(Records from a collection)

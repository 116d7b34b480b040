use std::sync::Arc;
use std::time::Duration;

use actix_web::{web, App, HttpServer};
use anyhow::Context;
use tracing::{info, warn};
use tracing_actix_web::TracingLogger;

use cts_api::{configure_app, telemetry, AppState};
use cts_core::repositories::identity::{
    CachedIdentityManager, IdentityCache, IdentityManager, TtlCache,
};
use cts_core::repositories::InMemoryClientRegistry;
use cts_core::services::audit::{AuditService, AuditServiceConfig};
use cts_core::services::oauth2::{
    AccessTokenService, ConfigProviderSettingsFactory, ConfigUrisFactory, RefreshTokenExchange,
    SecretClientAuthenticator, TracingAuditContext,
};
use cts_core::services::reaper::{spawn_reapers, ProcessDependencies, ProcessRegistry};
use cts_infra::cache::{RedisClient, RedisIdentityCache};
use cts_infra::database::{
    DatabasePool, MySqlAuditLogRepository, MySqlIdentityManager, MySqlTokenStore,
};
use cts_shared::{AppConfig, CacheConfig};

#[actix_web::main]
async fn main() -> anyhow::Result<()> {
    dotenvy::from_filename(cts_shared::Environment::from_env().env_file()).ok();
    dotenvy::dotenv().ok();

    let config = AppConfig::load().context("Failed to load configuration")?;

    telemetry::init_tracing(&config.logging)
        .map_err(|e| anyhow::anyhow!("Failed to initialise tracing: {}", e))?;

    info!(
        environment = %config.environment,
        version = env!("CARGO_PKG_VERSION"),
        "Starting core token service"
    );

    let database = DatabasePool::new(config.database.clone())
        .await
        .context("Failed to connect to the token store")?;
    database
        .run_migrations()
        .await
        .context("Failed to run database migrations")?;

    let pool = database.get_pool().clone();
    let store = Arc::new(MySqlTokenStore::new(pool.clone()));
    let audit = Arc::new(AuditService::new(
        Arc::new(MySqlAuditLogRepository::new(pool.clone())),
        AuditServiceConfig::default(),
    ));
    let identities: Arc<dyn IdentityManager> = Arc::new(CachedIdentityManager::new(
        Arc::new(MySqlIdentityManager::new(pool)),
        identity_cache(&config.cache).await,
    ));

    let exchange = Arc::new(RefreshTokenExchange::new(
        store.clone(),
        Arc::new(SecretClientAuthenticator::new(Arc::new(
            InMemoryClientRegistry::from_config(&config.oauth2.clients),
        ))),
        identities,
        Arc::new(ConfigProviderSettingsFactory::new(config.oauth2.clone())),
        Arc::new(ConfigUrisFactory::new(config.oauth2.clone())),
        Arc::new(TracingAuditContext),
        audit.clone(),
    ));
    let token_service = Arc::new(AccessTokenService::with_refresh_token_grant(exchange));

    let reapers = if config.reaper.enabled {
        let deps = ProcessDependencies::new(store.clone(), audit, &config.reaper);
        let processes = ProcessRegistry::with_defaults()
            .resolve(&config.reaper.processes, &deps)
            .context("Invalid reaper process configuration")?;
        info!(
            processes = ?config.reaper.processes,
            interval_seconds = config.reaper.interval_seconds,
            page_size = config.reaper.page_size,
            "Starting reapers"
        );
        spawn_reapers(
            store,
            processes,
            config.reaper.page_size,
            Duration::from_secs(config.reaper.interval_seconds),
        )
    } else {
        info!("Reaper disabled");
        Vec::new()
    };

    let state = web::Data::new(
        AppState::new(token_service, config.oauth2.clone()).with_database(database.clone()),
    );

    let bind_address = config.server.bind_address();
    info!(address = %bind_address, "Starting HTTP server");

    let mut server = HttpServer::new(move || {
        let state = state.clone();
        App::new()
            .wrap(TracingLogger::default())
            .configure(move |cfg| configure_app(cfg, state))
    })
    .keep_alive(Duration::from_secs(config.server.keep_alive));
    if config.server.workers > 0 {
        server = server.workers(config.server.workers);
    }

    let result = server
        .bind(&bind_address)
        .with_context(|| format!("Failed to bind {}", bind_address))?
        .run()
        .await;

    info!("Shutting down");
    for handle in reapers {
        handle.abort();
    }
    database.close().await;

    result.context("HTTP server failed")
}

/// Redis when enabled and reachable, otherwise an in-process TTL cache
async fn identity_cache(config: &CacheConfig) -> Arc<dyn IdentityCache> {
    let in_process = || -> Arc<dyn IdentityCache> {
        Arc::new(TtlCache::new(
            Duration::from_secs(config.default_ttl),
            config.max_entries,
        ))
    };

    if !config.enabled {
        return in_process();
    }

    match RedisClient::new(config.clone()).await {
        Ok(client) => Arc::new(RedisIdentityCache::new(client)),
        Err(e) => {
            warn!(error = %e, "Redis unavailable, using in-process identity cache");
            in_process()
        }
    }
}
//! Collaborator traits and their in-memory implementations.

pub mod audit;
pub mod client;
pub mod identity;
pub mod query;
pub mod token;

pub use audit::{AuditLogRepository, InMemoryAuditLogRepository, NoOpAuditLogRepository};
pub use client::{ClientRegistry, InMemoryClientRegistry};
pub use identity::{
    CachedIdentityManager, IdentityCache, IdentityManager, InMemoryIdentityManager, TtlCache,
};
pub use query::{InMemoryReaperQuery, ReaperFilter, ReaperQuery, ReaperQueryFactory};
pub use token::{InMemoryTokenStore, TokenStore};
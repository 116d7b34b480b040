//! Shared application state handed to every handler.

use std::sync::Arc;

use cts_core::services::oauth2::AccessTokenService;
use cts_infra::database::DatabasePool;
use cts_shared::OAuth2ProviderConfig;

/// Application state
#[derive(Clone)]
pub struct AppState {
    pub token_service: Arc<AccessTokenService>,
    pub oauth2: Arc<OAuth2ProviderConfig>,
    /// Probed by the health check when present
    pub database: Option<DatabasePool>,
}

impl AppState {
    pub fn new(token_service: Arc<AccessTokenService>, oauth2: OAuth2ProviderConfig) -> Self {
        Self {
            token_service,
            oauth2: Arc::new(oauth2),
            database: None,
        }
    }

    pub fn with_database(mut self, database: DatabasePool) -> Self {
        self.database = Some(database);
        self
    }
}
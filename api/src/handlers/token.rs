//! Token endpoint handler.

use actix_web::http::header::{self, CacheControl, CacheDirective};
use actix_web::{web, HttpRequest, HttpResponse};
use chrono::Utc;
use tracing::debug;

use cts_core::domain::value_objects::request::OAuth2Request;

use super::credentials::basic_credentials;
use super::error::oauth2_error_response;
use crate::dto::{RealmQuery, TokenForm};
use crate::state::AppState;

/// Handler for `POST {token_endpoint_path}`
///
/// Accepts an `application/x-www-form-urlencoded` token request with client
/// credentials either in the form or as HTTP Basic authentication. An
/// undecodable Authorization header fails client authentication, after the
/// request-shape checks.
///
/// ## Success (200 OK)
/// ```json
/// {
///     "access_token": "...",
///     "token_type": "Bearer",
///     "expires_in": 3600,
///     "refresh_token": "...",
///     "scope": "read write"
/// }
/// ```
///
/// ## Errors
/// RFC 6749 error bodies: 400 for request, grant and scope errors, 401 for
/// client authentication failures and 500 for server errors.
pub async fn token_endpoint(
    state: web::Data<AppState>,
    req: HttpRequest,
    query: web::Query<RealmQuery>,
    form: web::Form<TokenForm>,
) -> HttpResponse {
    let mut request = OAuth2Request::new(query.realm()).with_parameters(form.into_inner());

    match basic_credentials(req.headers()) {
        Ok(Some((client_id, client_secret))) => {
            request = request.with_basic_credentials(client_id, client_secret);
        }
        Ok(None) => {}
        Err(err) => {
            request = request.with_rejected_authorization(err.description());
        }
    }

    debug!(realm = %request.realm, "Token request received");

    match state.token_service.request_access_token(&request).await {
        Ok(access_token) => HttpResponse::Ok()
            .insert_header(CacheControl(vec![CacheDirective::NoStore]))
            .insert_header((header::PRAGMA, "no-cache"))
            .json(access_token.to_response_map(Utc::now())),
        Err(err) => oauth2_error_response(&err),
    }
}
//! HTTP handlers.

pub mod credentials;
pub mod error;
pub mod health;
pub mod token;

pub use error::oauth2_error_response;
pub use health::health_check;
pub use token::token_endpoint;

» **Problem to solve**
Above this instruction are the records; retype exactly the lines from the one containing "Arc<AccessTokenService>, oauth2: OAuth2ProviderConfig)" up to and including the one containing "request with client".

» **Response to this exercise**
    pub fn new(token_service: Arc<AccessTokenService>, oauth2: OAuth2ProviderConfig) -> Self {
        Self {
            token_service,
            oauth2: Arc::new(oauth2),
            database: None,
        }
    }

    pub fn with_database(mut self, database: DatabasePool) -> Self {
        self.database = Some(database);
        self
    }
}
filename api/src/handlers/token.rs
//! Token endpoint handler.

use actix_web::http::header::{self, CacheControl, CacheDirective};
use actix_web::{web, HttpRequest, HttpResponse};
use chrono::Utc;
use tracing::debug;

use cts_core::domain::value_objects::request::OAuth2Request;

use super::credentials::basic_credentials;
use super::error::oauth2_error_response;
use crate::dto::{RealmQuery, TokenForm};
use crate::state::AppState;

/// Handler for `POST {token_endpoint_path}`
///
/// Accepts an `application/x-www-form-urlencoded` token request with client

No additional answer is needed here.